APTEL: O Senhor (a) acha importante treinamentos na área de Marco Regulatório de Telecomunicações tanto para empresas e para fornecedores de sistemas, para que eles entendam todos os mecanismos de regulamentação junto aos Órgãos Reguladores?
Vieira: A questão de treinamento e conhecimento em geral nesta área, é um dos principais objetivos que nós vamos trabalhar em conjunto com a APTEL e o Instituto iAPTEL para as próximas etapas. Os orgãos reguladores precisam dissemina de melhor forma as informações regulatórias para que haja agilidade nos procedimentos e na busca de atendimento às necessidades de inovação. Hoje existe uma falta de conhecimento público sobre essas condições de regulamentação. Eu acho que isso é um papel nosso agora a curto e médio prazo, de proporcionar treinamentos específicos nessas áreas.

APTEL: Há alguma sugestão de melhoria para o mercado de telecomunicações? O que a APTEL poderia fazer para implementar essa melhoria?

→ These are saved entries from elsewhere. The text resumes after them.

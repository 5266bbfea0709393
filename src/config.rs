//! The options that control an export.
//!
//! Options are read from a JSON object. Per-bin options may be given either
//! as a single number or as an array; a scalar is normalized to a
//! single-element array while parsing so that nothing downstream has to care.

use std::path::Path;

use serde::Deserialize;

use crate::{Error, NoiseParameters};

/// Either a single float or an array of floats
#[derive(Clone, Debug, Deserialize)]
#[serde(untagged)]
enum ScalarOrArray {
    Scalar(f64),
    Array(Vec<f64>),
}

fn per_bin_values<'de, D>(deserializer: D) -> Result<Vec<f64>, D::Error>
where
    D: serde::Deserializer<'de>,
{
    Ok(match ScalarOrArray::deserialize(deserializer)? {
        ScalarOrArray::Scalar(v) => vec![v],
        ScalarOrArray::Array(v) => v,
    })
}

/// The recognized options, exactly as they appear in the input
#[derive(Clone, Debug, Deserialize)]
#[serde(deny_unknown_fields)]
struct RawOptions {
    ell_min: f64,
    ell_max: f64,
    n_ell: usize,
    #[serde(deserialize_with = "per_bin_values")]
    number_density_shear_bin: Vec<f64>,
    #[serde(deserialize_with = "per_bin_values")]
    number_density_lss_bin: Vec<f64>,
    #[serde(deserialize_with = "per_bin_values")]
    sigma_e_bin: Vec<f64>,
    survey_area: f64,
    shear_nz_name: String,
    position_nz_name: String,
    filename: String,
    #[serde(default)]
    clobber: bool,
}

/// The validated configuration of an export
#[derive(Clone, Debug, PartialEq)]
pub struct ExportConfig {
    /// the (log-spaced) ell values that every spectrum is resampled onto
    pub ell_sample: Vec<f64>,
    pub noise: NoiseParameters,
    /// survey area in steradians
    pub survey_area: f64,
    /// name of the data store section holding the shear n(z) (upper-case)
    pub shear_nz: String,
    /// name of the data store section holding the position n(z) (upper-case)
    pub position_nz: String,
    pub filename: String,
    /// whether an existing output file may be overwritten
    pub clobber: bool,
}

impl ExportConfig {
    pub fn from_json_str(text: &str) -> Result<Self, Error> {
        let raw: RawOptions =
            serde_json::from_str(text).map_err(|err| Error::config("<json>", err.to_string()))?;
        Self::from_raw(raw)
    }

    pub fn from_path(path: &Path) -> Result<Self, Error> {
        let text = std::fs::read_to_string(path).map_err(|err| {
            let what = format!("{}: {err}", path.display());
            Error::config("<file>", what)
        })?;
        Self::from_json_str(&text)
    }

    fn from_raw(raw: RawOptions) -> Result<Self, Error> {
        if !(raw.ell_min > 0.0 && raw.ell_min.is_finite()) {
            return Err(Error::config(
                "ell_min",
                format!("must be positive and finite, not {}", raw.ell_min),
            ));
        } else if !(raw.ell_max > raw.ell_min && raw.ell_max.is_finite()) {
            return Err(Error::config(
                "ell_max",
                format!("must be finite and exceed ell_min, not {}", raw.ell_max),
            ));
        } else if raw.n_ell == 0 {
            return Err(Error::config("n_ell", "must be at least 1".to_string()));
        } else if !(raw.survey_area > 0.0) {
            return Err(Error::config(
                "survey_area",
                format!("must be positive, not {}", raw.survey_area),
            ));
        }

        for (option, values) in [
            ("number_density_shear_bin", &raw.number_density_shear_bin),
            ("number_density_lss_bin", &raw.number_density_lss_bin),
        ] {
            if values.is_empty() || values.iter().any(|&n| !(n > 0.0)) {
                return Err(Error::config(
                    option,
                    "must hold one positive value per bin".to_string(),
                ));
            }
        }
        if raw.sigma_e_bin.is_empty() {
            return Err(Error::config(
                "sigma_e_bin",
                "must hold one value per bin".to_string(),
            ));
        }

        Ok(ExportConfig {
            ell_sample: logspace(raw.ell_min, raw.ell_max, raw.n_ell),
            noise: NoiseParameters {
                number_density_shear_bin: raw.number_density_shear_bin,
                number_density_lss_bin: raw.number_density_lss_bin,
                sigma_e_bin: raw.sigma_e_bin,
            },
            survey_area: square_degrees_to_steradians(raw.survey_area),
            shear_nz: raw.shear_nz_name.to_uppercase(),
            position_nz: raw.position_nz_name.to_uppercase(),
            filename: raw.filename,
            clobber: raw.clobber,
        })
    }
}

pub fn square_degrees_to_steradians(area: f64) -> f64 {
    area * (std::f64::consts::PI * std::f64::consts::PI) / (180.0 * 180.0)
}

/// `n` values evenly spaced in log10 between `min` and `max` (inclusive).
///
/// The endpoints are exactly `min` and `max`, so that a grid tabulated over
/// `[min, max]` can always be sampled without extrapolating.
pub fn logspace(min: f64, max: f64, n: usize) -> Vec<f64> {
    match n {
        0 => Vec::new(),
        1 => vec![min],
        _ => {
            let (lo, hi) = (min.log10(), max.log10());
            let step = (hi - lo) / ((n - 1) as f64);
            let mut out: Vec<f64> = (0..n).map(|k| 10f64.powf(lo + step * (k as f64))).collect();
            out[0] = min;
            out[n - 1] = max;
            out
        }
    }
}

#[cfg(test)]
mod tests {
    use super::*;

    const FULL: &str = r#"{
        "ell_min": 10.0,
        "ell_max": 1000.0,
        "n_ell": 3,
        "number_density_shear_bin": [1.0, 2.0],
        "number_density_lss_bin": 0.5,
        "sigma_e_bin": [0.2, 0.3],
        "survey_area": 1000.0,
        "shear_nz_name": "nz_source",
        "position_nz_name": "nz_lens",
        "filename": "sim.fits"
    }"#;

    #[test]
    fn parse_full() {
        let config = ExportConfig::from_json_str(FULL).unwrap();
        assert_eq!(config.ell_sample[0], 10.0);
        assert!((config.ell_sample[1] - 100.0).abs() < 1e-10);
        assert_eq!(config.ell_sample[2], 1000.0);

        assert_eq!(config.noise.number_density_shear_bin, vec![1.0, 2.0]);
        // scalars become single-element arrays
        assert_eq!(config.noise.number_density_lss_bin, vec![0.5]);
        assert_eq!(config.noise.sigma_e_bin, vec![0.2, 0.3]);

        let expected_area = 1000.0 * (std::f64::consts::PI / 180.0).powi(2);
        assert!((config.survey_area - expected_area).abs() < 1e-14);

        assert_eq!(config.shear_nz, "NZ_SOURCE");
        assert_eq!(config.position_nz, "NZ_LENS");
        assert_eq!(config.filename, "sim.fits");
        assert!(!config.clobber);
    }

    #[test]
    fn invalid_options() {
        // unknown option
        let text = FULL.replace("\"n_ell\": 3", "\"n_ell\": 3, \"nell\": 4");
        assert!(ExportConfig::from_json_str(&text).is_err());

        // missing option
        let text = FULL.replace("\"filename\": \"sim.fits\"", "\"clobber\": true");
        assert!(ExportConfig::from_json_str(&text).is_err());

        // bad ell range
        let text = FULL.replace("\"ell_max\": 1000.0", "\"ell_max\": 5.0");
        let err = ExportConfig::from_json_str(&text).unwrap_err();
        assert!(err.to_string().contains("ell_max"));

        // no ell values
        let text = FULL.replace("\"n_ell\": 3", "\"n_ell\": 0");
        assert!(ExportConfig::from_json_str(&text).is_err());

        // non-positive number density
        let text = FULL.replace(
            "\"number_density_lss_bin\": 0.5",
            "\"number_density_lss_bin\": 0.0",
        );
        let err = ExportConfig::from_json_str(&text).unwrap_err();
        assert!(err.to_string().contains("number_density_lss_bin"));
    }

    #[test]
    fn clobber_flag() {
        let text = FULL.replace(
            "\"filename\": \"sim.fits\"",
            "\"filename\": \"a\", \"clobber\": true",
        );
        assert!(ExportConfig::from_json_str(&text).unwrap().clobber);
    }

    #[test]
    fn logspace_props() {
        assert!(logspace(1.0, 10.0, 0).is_empty());
        assert_eq!(logspace(3.0, 10.0, 1), vec![3.0]);

        let vals = logspace(2.0, 2000.0, 25);
        assert_eq!(vals.len(), 25);
        assert_eq!(vals[0], 2.0);
        assert_eq!(vals[24], 2000.0);
        for w in vals.windows(2) {
            assert!(w[1] > w[0]);
            // constant ratio
            assert!((w[1] / w[0] - 10f64.powf(3.0 / 24.0)).abs() < 1e-12);
        }
    }
}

Vieira: Na verdade a APTEL já está fazendo. A demanda da sociedade por meios mais rápidos e mais eficientes com segurança de meios de comunicação não abrange só a área de telecomunicações, abrange a área de TI de um modo geral. Então nós estamos falando de telecomunicações por meios de informática, internet das coisas, smart grid, smart city  tudo isso são inovações que exige que a gente acompanhe tanto aqui como fora do país, um acompanhamento mais sistemático sobre o que isso representa e como a comunidade e a sociedade em geral pode ser beneficiada. Na verdade, a APTEL já está acompanhando isso, está desenvolvendo  ideias e ferramentas novas onde a própria criação do instituto APTEL veio justamente para que a gente tenha condições de fazer um levantamento de demanda perante os seus associados e não associados e, como isso deve ser operacionalizado através de projetos específicos de pesquisa de desenvolvimento de inovações e desenvolvimento tecnológico. Concluindo, eu diria que, não só com relação a esse último quesito que nós abordamos, mas de um modo geral, qual o nosso planejamento ativo daqui para frente? Fazer visitas sistemática a todos os associados da APTEL e aos não associados que são parceiros nossos como indústria, comércio, academias, universidades, órgãos públicos e federais e prefeituras. Para a gente fazer um levantamento de quais as necessidades da sociedade de um modo geral. Isso é fundamental que a APTEL, através do instituto iAPTEL venha fazer um planejamento adequado, prático, para atender essas necessidades para a gente poder servir, através de projetos específicos as soluções para cada demanda dessa. Isso é o que eu acho importantíssimo a gente estar acompanhando a demanda da sociedade para aumentar a contribuição e ser um pouco mais proativo em termos de sugestões de soluções e aplicações dessas soluções para facilitar a sociedade de um modo geral.